Saved entries:

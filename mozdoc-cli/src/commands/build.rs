//! `mozdoc build` — one static site per branch, linked by a redirect page.

use std::sync::Arc;

use anyhow::{bail, Result};
use colored::Colorize;

use mozdoc_build::{build_all_blocking, BuildReport, GitBranchSource};
use mozdoc_sync::staging;

use crate::Globals;

use super::Workspace;

pub fn run(globals: &Globals) -> Result<()> {
    let ws = Workspace::resolve(globals)?;
    let report = execute(&ws)?;
    print_report(&ws, &report);

    if !report.all_succeeded() {
        let failed = report.outcomes.iter().filter(|o| !o.succeeded()).count();
        bail!("{failed} branch build(s) failed");
    }
    Ok(())
}

/// Run the branch build pipeline; shared with `publish`.
pub(crate) fn execute(ws: &Workspace) -> Result<BuildReport> {
    staging::clean_temp(&ws.repo_root)?;

    let source = GitBranchSource::new(&ws.repo_root);
    let report = build_all_blocking(
        &ws.snapshot,
        &ws.repo_root,
        &ws.docs_rel,
        &ws.output,
        ws.generator.skeleton(),
        &source,
        Arc::new(ws.generator.clone()),
    )?;
    Ok(report)
}

fn print_report(ws: &Workspace, report: &BuildReport) {
    println!(
        "Built {} branch(es) into {}",
        report.outcomes.len(),
        ws.output.display()
    );
    for outcome in &report.outcomes {
        match &outcome.error {
            None => println!("  {} {}", "✓".green(), outcome.branch),
            Some(err) => println!("  {} {} — {err}", "✗".red(), outcome.branch),
        }
    }
    println!(
        "  {} index.html → {}/",
        "✓".green(),
        ws.snapshot.current_branch
    );
}
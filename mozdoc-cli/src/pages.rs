//! gh-pages deployment — thin glue over the git CLI.
//!
//! The built output tree becomes the gh-pages branch wholesale: a throwaway
//! repository is initialized inside the output dir, everything committed,
//! and force-pushed to the remote's `gh-pages` branch.

use std::path::Path;
use std::process::Command;

use anyhow::{bail, ensure, Context, Result};

pub fn deploy(output: &Path, remote: &str) -> Result<()> {
    if !output.is_dir() {
        bail!("no build output at '{}'; run `mozdoc build` first", output.display());
    }

    git(output, &["init", "--quiet"])?;
    git(output, &["checkout", "-B", "gh-pages", "--quiet"])?;
    git(output, &["add", "-A"])?;
    git(
        output,
        &[
            "-c",
            "user.name=mozdoc",
            "-c",
            "user.email=mozdoc@localhost",
            "commit",
            "--quiet",
            "--allow-empty",
            "-m",
            "publish documentation",
        ],
    )?;
    git(output, &["push", "--force", remote, "gh-pages"])?;
    Ok(())
}

fn git(cwd: &Path, args: &[&str]) -> Result<()> {
    let status = Command::new("git")
        .current_dir(cwd)
        .args(args)
        .status()
        .with_context(|| format!("failed to run git {}", args.join(" ")))?;
    ensure!(status.success(), "git {} exited with {status}", args.join(" "));
    Ok(())
}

WORK ITEM:
From the entries above, give again exactly the lines running from the line with "for outcome in" to the line with "repository is initialized"; include both of those lines.

RESPONSE:
    for outcome in &report.outcomes {
        match &outcome.error {
            None => println!("  {} {}", "✓".green(), outcome.branch),
            Some(err) => println!("  {} {} — {err}", "✗".red(), outcome.branch),
        }
    }
    println!(
        "  {} index.html → {}/",
        "✓".green(),
        ws.snapshot.current_branch
    );
}
filename mozdoc-cli/src/pages.rs
//! gh-pages deployment — thin glue over the git CLI.
//!
//! The built output tree becomes the gh-pages branch wholesale: a throwaway
//! repository is initialized inside the output dir, everything committed,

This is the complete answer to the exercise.